── EXERCISE MATERIAL ──

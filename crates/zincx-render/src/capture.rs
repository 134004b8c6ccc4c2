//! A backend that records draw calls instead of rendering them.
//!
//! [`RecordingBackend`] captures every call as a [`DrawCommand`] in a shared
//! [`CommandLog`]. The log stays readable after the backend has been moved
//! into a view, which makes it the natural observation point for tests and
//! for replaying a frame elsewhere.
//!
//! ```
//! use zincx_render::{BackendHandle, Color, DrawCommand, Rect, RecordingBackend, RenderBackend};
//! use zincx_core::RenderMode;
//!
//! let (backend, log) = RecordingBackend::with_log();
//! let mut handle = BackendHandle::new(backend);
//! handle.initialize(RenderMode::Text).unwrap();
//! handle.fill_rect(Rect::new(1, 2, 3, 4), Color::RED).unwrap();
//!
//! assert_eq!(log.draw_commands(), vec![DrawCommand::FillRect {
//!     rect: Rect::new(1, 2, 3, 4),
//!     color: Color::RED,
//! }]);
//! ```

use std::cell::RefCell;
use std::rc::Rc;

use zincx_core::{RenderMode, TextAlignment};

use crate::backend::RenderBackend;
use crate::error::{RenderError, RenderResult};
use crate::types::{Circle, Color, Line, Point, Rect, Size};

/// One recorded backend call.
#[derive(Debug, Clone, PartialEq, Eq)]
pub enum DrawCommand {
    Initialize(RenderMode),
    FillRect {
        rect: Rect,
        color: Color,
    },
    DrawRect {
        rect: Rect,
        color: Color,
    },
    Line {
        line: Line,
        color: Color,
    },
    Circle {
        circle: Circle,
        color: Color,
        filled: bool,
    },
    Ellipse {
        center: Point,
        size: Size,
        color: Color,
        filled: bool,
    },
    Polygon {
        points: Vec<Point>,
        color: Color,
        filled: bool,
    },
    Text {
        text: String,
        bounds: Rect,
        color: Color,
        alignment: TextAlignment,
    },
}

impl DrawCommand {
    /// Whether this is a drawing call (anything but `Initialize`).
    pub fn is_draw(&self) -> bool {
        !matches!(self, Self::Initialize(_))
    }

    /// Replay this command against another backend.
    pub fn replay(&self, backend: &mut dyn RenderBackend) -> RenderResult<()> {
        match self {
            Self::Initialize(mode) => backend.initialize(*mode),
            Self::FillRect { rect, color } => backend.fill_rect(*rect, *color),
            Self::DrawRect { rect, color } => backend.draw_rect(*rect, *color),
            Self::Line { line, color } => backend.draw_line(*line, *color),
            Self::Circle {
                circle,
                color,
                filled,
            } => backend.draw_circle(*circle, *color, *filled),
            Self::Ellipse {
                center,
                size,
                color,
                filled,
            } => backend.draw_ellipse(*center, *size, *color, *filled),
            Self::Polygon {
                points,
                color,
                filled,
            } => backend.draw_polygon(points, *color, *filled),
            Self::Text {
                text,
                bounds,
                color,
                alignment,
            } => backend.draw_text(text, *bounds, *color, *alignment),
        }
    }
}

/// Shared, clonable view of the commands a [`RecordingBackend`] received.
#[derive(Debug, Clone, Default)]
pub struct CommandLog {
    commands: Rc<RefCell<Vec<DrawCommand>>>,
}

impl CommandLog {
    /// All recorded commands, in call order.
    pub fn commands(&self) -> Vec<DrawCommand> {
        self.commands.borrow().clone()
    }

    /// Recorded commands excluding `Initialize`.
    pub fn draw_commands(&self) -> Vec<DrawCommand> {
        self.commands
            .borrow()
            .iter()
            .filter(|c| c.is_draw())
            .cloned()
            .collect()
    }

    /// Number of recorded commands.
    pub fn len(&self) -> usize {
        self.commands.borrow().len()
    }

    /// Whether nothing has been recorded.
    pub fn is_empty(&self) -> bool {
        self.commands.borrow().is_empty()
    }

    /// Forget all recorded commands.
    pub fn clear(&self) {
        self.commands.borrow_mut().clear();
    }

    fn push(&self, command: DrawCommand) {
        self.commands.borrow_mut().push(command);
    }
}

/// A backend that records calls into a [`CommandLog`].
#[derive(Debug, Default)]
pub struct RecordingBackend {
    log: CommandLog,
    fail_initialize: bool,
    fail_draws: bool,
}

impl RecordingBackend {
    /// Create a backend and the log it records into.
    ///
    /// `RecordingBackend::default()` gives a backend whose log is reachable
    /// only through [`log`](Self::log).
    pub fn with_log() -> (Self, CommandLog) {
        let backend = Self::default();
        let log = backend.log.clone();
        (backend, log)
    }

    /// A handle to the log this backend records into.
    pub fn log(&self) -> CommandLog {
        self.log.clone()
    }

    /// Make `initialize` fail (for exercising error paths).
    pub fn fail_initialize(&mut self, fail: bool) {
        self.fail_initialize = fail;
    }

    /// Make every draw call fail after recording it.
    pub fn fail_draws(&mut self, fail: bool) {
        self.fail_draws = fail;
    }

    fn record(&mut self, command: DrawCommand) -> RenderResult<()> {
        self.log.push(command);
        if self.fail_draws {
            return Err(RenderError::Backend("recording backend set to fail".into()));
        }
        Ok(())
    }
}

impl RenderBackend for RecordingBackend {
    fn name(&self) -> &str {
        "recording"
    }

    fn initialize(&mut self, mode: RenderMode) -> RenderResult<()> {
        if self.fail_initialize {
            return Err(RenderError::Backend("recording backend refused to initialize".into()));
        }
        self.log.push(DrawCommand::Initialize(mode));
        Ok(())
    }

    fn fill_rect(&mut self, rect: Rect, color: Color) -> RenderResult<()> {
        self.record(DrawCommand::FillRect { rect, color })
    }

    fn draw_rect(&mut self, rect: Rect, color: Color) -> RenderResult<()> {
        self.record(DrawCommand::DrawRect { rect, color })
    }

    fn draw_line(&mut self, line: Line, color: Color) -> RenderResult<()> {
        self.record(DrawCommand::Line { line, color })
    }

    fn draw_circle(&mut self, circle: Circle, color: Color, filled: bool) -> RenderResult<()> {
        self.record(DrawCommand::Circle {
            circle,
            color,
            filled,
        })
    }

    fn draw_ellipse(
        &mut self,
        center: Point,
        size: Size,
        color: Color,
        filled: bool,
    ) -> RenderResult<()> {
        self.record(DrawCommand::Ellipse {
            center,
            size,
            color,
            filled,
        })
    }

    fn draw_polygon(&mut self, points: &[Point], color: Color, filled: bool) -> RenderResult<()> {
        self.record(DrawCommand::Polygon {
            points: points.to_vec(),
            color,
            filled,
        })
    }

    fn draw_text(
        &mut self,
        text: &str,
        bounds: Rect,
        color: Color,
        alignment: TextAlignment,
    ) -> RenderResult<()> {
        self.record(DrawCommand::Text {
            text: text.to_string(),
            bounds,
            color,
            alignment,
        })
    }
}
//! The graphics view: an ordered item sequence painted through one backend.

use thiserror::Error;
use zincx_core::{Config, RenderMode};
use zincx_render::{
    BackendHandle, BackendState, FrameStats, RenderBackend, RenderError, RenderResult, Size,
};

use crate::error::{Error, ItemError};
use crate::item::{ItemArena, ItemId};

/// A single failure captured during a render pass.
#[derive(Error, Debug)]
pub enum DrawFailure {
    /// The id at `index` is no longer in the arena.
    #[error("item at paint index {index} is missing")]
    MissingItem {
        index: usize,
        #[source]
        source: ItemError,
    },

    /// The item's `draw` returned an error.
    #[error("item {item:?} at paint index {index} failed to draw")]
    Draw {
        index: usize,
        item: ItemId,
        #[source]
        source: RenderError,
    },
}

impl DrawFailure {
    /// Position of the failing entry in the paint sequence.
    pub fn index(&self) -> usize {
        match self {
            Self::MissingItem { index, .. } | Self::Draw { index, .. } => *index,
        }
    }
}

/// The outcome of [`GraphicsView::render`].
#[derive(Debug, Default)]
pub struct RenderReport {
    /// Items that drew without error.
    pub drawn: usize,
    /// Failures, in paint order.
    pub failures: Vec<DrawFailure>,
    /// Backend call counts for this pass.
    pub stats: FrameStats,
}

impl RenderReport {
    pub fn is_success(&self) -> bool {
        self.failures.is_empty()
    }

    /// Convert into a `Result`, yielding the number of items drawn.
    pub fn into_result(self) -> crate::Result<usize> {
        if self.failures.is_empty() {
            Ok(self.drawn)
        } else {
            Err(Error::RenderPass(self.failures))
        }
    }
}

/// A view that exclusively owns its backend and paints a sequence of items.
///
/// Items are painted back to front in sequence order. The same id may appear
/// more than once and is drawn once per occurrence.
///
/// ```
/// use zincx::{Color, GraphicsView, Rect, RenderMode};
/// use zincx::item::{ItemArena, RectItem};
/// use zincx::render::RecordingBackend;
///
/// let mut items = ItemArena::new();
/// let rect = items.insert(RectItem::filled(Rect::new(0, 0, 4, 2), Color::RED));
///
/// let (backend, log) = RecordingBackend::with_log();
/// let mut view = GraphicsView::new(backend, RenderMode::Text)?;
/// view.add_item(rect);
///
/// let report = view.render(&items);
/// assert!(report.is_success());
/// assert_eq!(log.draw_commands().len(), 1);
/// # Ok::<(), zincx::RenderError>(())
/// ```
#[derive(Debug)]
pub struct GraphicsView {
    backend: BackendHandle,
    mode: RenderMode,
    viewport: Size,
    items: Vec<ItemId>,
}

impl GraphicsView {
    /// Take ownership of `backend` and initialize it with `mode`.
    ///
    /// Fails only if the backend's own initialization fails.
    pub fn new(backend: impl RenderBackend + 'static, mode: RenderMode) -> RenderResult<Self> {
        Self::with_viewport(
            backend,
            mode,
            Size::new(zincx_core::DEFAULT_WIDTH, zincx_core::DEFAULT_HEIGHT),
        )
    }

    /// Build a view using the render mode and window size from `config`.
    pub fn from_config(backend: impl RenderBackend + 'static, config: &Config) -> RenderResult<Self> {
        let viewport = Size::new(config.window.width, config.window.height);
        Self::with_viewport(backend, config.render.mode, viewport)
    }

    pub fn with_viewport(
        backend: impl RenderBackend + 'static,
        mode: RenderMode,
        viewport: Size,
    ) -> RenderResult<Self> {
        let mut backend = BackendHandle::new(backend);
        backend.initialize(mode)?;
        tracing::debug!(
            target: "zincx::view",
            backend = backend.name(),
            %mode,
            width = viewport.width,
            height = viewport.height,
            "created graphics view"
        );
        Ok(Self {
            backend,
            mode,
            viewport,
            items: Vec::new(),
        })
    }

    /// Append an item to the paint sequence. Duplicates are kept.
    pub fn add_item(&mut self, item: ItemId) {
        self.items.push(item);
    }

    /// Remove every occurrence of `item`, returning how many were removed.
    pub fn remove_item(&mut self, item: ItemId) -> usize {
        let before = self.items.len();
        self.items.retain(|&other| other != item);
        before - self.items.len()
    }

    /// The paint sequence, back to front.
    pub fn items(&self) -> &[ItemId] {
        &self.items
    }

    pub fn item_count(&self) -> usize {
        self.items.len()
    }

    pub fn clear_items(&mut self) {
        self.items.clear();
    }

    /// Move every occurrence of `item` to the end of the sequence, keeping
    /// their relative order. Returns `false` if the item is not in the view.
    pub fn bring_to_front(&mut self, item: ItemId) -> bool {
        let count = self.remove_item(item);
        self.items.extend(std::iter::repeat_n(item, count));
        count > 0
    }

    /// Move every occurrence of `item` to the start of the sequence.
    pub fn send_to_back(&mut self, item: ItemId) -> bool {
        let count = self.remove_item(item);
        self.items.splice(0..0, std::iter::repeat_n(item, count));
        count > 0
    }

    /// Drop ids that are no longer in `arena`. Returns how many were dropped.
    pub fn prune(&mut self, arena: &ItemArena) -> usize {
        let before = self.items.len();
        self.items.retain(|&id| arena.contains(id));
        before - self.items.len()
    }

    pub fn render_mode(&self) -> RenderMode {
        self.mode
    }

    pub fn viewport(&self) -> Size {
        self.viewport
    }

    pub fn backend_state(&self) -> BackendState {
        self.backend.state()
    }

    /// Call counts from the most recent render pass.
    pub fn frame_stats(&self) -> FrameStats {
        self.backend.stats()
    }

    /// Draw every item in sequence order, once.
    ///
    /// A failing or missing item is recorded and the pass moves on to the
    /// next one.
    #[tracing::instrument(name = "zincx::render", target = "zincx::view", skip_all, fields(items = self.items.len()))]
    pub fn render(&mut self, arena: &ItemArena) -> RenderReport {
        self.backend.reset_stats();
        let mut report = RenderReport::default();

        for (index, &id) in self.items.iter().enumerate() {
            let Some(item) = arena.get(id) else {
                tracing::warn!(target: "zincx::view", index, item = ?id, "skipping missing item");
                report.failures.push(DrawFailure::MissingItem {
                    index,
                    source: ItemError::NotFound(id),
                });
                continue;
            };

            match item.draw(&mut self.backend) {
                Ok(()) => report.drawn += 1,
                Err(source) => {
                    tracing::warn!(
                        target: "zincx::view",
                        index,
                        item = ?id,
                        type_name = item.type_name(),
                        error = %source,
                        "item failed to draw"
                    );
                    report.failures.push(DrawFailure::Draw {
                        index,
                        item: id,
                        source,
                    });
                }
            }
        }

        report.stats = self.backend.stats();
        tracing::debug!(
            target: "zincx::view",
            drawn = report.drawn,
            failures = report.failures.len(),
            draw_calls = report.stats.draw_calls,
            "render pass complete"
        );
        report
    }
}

───

Given the records above, reproduce precisely and only the lines between the line holding "of rendering them." and the line holding "has been moved", inclusive.

//! A backend that records draw calls instead of rendering them.
//!
//! [`RecordingBackend`] captures every call as a [`DrawCommand`] in a shared
//! [`CommandLog`]. The log stays readable after the backend has been moved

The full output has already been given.